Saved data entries
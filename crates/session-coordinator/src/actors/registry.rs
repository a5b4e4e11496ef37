//! MeetingRegistry - keyed table of running meeting actors.
//!
//! The registry is the only place meeting actors are created, so each meeting
//! has at most one writer in this process. It is ephemeral: nothing here is a
//! source of truth. [`recover_pending_finalizations`] re-derives outstanding
//! work from persisted meeting status, at startup and on every sweep tick.
//!
//! # Graceful Shutdown
//!
//! Cancelling the registry token (or sending `Shutdown`) stops new starts,
//! cancels every meeting actor through its child token and waits for each
//! task up to a deadline.

use crate::errors::CoordinatorError;
use crate::observability::metrics;
use crate::repositories::Store;
use common::types::MeetingId;
use std::collections::HashMap;
use std::time::{Duration, Instant};
use tokio::sync::{mpsc, oneshot};
use tokio::task::JoinHandle;
use tokio_util::sync::CancellationToken;
use tracing::{debug, error, info, instrument, warn};

use super::meeting::{MeetingActor, MeetingActorHandle, MeetingContext};
use super::messages::{FinalizeOutcome, FinalizeTrigger, RegistryMessage, RegistryStatus};

/// Default channel buffer size for the registry mailbox.
const REGISTRY_CHANNEL_BUFFER: usize = 1000;

/// How long `stop` waits for a meeting actor to exit.
const STOP_TIMEOUT: Duration = Duration::from_secs(5);

/// Shutdown deadline used when the registry token is cancelled directly.
const DEFAULT_SHUTDOWN_DEADLINE: Duration = Duration::from_secs(30);

/// Handle to the MeetingRegistry.
#[derive(Debug, Clone)]
pub struct MeetingRegistryHandle {
    sender: mpsc::Sender<RegistryMessage>,
    cancel_token: CancellationToken,
}

impl MeetingRegistryHandle {
    async fn request<T>(
        &self,
        build: impl FnOnce(oneshot::Sender<T>) -> RegistryMessage,
    ) -> Result<T, CoordinatorError> {
        let (tx, rx) = oneshot::channel();
        self.sender
            .send(build(tx))
            .await
            .map_err(|e| CoordinatorError::Internal(format!("channel send failed: {e}")))?;

        rx.await
            .map_err(|e| CoordinatorError::Internal(format!("response receive failed: {e}")))
    }

    /// Get the meeting's actor, spawning and rehydrating it if needed.
    pub async fn start(
        &self,
        meeting_id: MeetingId,
    ) -> Result<MeetingActorHandle, CoordinatorError> {
        self.request(|respond_to| RegistryMessage::Start {
            meeting_id,
            respond_to,
        })
        .await?
    }

    /// Cancel and remove the meeting's actor. Returns false if none was running.
    pub async fn stop(&self, meeting_id: MeetingId) -> Result<bool, CoordinatorError> {
        self.request(|respond_to| RegistryMessage::Stop {
            meeting_id,
            respond_to,
        })
        .await
    }

    /// The running actor, if any.
    pub async fn get(
        &self,
        meeting_id: MeetingId,
    ) -> Result<Option<MeetingActorHandle>, CoordinatorError> {
        self.request(|respond_to| RegistryMessage::Get {
            meeting_id,
            respond_to,
        })
        .await
    }

    pub async fn status(&self) -> Result<RegistryStatus, CoordinatorError> {
        self.request(|respond_to| RegistryMessage::GetStatus { respond_to })
            .await
    }

    /// Stop every actor, waiting up to `deadline` for each.
    pub async fn shutdown(&self, deadline: Duration) -> Result<(), CoordinatorError> {
        self.request(|respond_to| RegistryMessage::Shutdown {
            deadline,
            respond_to,
        })
        .await
    }

    /// Ask the meeting's actor for its terminal pass.
    ///
    /// An actor can stop between lookup and delivery. The request is then
    /// retried once against a fresh actor, which rehydrates the persisted
    /// guard and answers for itself.
    pub async fn finalize(
        &self,
        meeting_id: MeetingId,
        trigger: FinalizeTrigger,
    ) -> Result<FinalizeOutcome, CoordinatorError> {
        let actor = self.start(meeting_id).await?;
        match actor.finalize(trigger).await {
            Err(CoordinatorError::MeetingEnded(_)) if actor.is_closed() => {
                debug!(
                    target: "sc.actor.registry",
                    meeting_id = %meeting_id,
                    "Meeting actor stopped before finalize was delivered, retrying"
                );
                self.start(meeting_id).await?.finalize(trigger).await
            }
            other => other,
        }
    }

    /// Cancel the registry and, through child tokens, every meeting actor.
    pub fn cancel(&self) {
        self.cancel_token.cancel();
    }
}

struct ManagedMeeting {
    handle: MeetingActorHandle,
    task_handle: JoinHandle<()>,
    created_at: Instant,
}

impl ManagedMeeting {
    fn is_running(&self) -> bool {
        !self.task_handle.is_finished() && !self.handle.is_closed()
    }
}

/// The registry actor.
pub struct MeetingRegistry {
    receiver: mpsc::Receiver<RegistryMessage>,
    cancel_token: CancellationToken,
    ctx: MeetingContext,
    meetings: HashMap<MeetingId, ManagedMeeting>,
    accepting_new: bool,
}

impl MeetingRegistry {
    /// Spawn the registry.
    ///
    /// Meeting actors get child tokens of `cancel_token`.
    pub fn spawn(
        ctx: MeetingContext,
        cancel_token: CancellationToken,
    ) -> (MeetingRegistryHandle, JoinHandle<()>) {
        let (sender, receiver) = mpsc::channel(REGISTRY_CHANNEL_BUFFER);

        let registry = Self {
            receiver,
            cancel_token: cancel_token.clone(),
            ctx,
            meetings: HashMap::new(),
            accepting_new: true,
        };

        let task_handle = tokio::spawn(registry.run());

        (
            MeetingRegistryHandle {
                sender,
                cancel_token,
            },
            task_handle,
        )
    }

    #[instrument(skip_all, name = "sc.actor.registry")]
    async fn run(mut self) {
        info!(target: "sc.actor.registry", "MeetingRegistry started");

        loop {
            self.check_meeting_health().await;

            tokio::select! {
                () = self.cancel_token.cancelled() => {
                    info!(
                        target: "sc.actor.registry",
                        "MeetingRegistry received cancellation signal"
                    );
                    self.graceful_shutdown(DEFAULT_SHUTDOWN_DEADLINE).await;
                    break;
                }

                msg = self.receiver.recv() => {
                    match msg {
                        Some(message) => self.handle_message(message).await,
                        None => {
                            info!(
                                target: "sc.actor.registry",
                                "MeetingRegistry channel closed, exiting"
                            );
                            self.graceful_shutdown(DEFAULT_SHUTDOWN_DEADLINE).await;
                            break;
                        }
                    }
                }
            }
        }

        info!(target: "sc.actor.registry", "MeetingRegistry stopped");
    }

    async fn handle_message(&mut self, message: RegistryMessage) {
        match message {
            RegistryMessage::Start {
                meeting_id,
                respond_to,
            } => {
                let result = self.start_meeting(meeting_id);
                let _ = respond_to.send(result);
            }

            RegistryMessage::Stop {
                meeting_id,
                respond_to,
            } => {
                let stopped = self.stop_meeting(meeting_id).await;
                let _ = respond_to.send(stopped);
            }

            RegistryMessage::Get {
                meeting_id,
                respond_to,
            } => {
                let handle = self
                    .meetings
                    .get(&meeting_id)
                    .filter(|managed| managed.is_running())
                    .map(|managed| managed.handle.clone());
                let _ = respond_to.send(handle);
            }

            RegistryMessage::GetStatus { respond_to } => {
                let _ = respond_to.send(RegistryStatus {
                    active_meetings: self.meetings.len(),
                    accepting_new: self.accepting_new,
                });
            }

            RegistryMessage::Shutdown {
                deadline,
                respond_to,
            } => {
                self.graceful_shutdown(deadline).await;
                let _ = respond_to.send(());
                // Leave the loop on the next iteration
                self.cancel_token.cancel();
            }
        }
    }

    fn start_meeting(
        &mut self,
        meeting_id: MeetingId,
    ) -> Result<MeetingActorHandle, CoordinatorError> {
        if let Some(managed) = self.meetings.get(&meeting_id) {
            if managed.is_running() {
                return Ok(managed.handle.clone());
            }
        }

        if !self.accepting_new {
            return Err(CoordinatorError::Internal(
                "Meeting registry is shutting down".to_string(),
            ));
        }

        // A finished actor is replaced; its task has already exited
        if self.meetings.remove(&meeting_id).is_some() {
            debug!(
                target: "sc.actor.registry",
                meeting_id = %meeting_id,
                "Replacing stopped meeting actor"
            );
        }

        let (handle, task_handle) = MeetingActor::spawn(
            meeting_id,
            self.ctx.clone(),
            self.cancel_token.child_token(),
        );

        self.meetings.insert(
            meeting_id,
            ManagedMeeting {
                handle: handle.clone(),
                task_handle,
                created_at: Instant::now(),
            },
        );
        metrics::set_meeting_actors_active(self.meetings.len());

        debug!(
            target: "sc.actor.registry",
            meeting_id = %meeting_id,
            active_meetings = self.meetings.len(),
            "Meeting actor started"
        );

        Ok(handle)
    }

    async fn stop_meeting(&mut self, meeting_id: MeetingId) -> bool {
        let Some(managed) = self.meetings.remove(&meeting_id) else {
            return false;
        };

        managed.handle.cancel();
        if tokio::time::timeout(STOP_TIMEOUT, managed.task_handle)
            .await
            .is_err()
        {
            warn!(
                target: "sc.actor.registry",
                meeting_id = %meeting_id,
                "Meeting actor did not stop in time"
            );
        }

        metrics::set_meeting_actors_active(self.meetings.len());
        info!(
            target: "sc.actor.registry",
            meeting_id = %meeting_id,
            lifetime_secs = managed.created_at.elapsed().as_secs(),
            "Meeting actor stopped"
        );
        true
    }

    /// Drop actors whose tasks have exited (terminal write done, or a failure).
    async fn check_meeting_health(&mut self) {
        let finished: Vec<MeetingId> = self
            .meetings
            .iter()
            .filter(|(_, managed)| managed.task_handle.is_finished())
            .map(|(meeting_id, _)| *meeting_id)
            .collect();

        if finished.is_empty() {
            return;
        }

        for meeting_id in finished {
            let Some(managed) = self.meetings.remove(&meeting_id) else {
                continue;
            };

            match managed.task_handle.await {
                Ok(()) => {
                    debug!(
                        target: "sc.actor.registry",
                        meeting_id = %meeting_id,
                        "Meeting actor exited"
                    );
                }
                Err(join_error) => {
                    if join_error.is_panic() {
                        error!(
                            target: "sc.actor.registry",
                            meeting_id = %meeting_id,
                            error = ?join_error,
                            "Meeting actor panicked"
                        );
                    }
                }
            }
        }

        metrics::set_meeting_actors_active(self.meetings.len());
    }

    async fn graceful_shutdown(&mut self, deadline: Duration) {
        info!(
            target: "sc.actor.registry",
            meeting_count = self.meetings.len(),
            "Performing graceful shutdown"
        );

        self.accepting_new = false;

        for managed in self.meetings.values() {
            managed.handle.cancel();
        }

        for (meeting_id, managed) in self.meetings.drain() {
            match tokio::time::timeout(deadline, managed.task_handle).await {
                Ok(Ok(())) => {}
                Ok(Err(e)) => {
                    warn!(
                        target: "sc.actor.registry",
                        meeting_id = %meeting_id,
                        error = ?e,
                        "Meeting actor task failed during shutdown"
                    );
                }
                Err(_) => {
                    warn!(
                        target: "sc.actor.registry",
                        meeting_id = %meeting_id,
                        "Meeting actor shutdown timed out"
                    );
                }
            }
        }

        metrics::set_meeting_actors_active(0);
        info!(target: "sc.actor.registry", "Graceful shutdown complete");
    }
}

/// Request terminal finalization for every terminal meeting that has no
/// PROCESSED artifact. Returns how many passes were started.
///
/// Meetings whose claim is held by a live attempt elsewhere report
/// `AlreadyFinalized` and are skipped.
pub async fn recover_pending_finalizations(
    store: &dyn Store,
    registry: &MeetingRegistryHandle,
) -> Result<usize, CoordinatorError> {
    let pending = store.pending_finalizations().await?;
    let mut started = 0;

    for meeting_id in &pending {
        match registry
            .finalize(*meeting_id, FinalizeTrigger::Recovery)
            .await
        {
            Ok(FinalizeOutcome::Started) => started += 1,
            Ok(FinalizeOutcome::AlreadyFinalized) => {}
            Err(e) => {
                warn!(
                    target: "sc.actor.registry",
                    meeting_id = %meeting_id,
                    error = %e,
                    "Failed to recover pending finalization"
                );
            }
        }
    }

    if !pending.is_empty() {
        info!(
            target: "sc.actor.registry",
            pending = pending.len(),
            started,
            "Pending finalizations recovered"
        );
    }
    Ok(started)
}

Requirement
Return, please, the lines of the data from the first through the line containing "use crate::errors::CoordinatorError;", both kept, exactly as they stand and nothing more.

Response
filename crates/session-coordinator/src/actors/registry.rs
repository a5b4e4e11496ef37
//! MeetingRegistry - keyed table of running meeting actors.
//!
//! The registry is the only place meeting actors are created, so each meeting
//! has at most one writer in this process. It is ephemeral: nothing here is a
//! source of truth. [`recover_pending_finalizations`] re-derives outstanding
//! work from persisted meeting status, at startup and on every sweep tick.
//!
//! # Graceful Shutdown
//!
//! Cancelling the registry token (or sending `Shutdown`) stops new starts,
//! cancels every meeting actor through its child token and waits for each
//! task up to a deadline.

use crate::errors::CoordinatorError;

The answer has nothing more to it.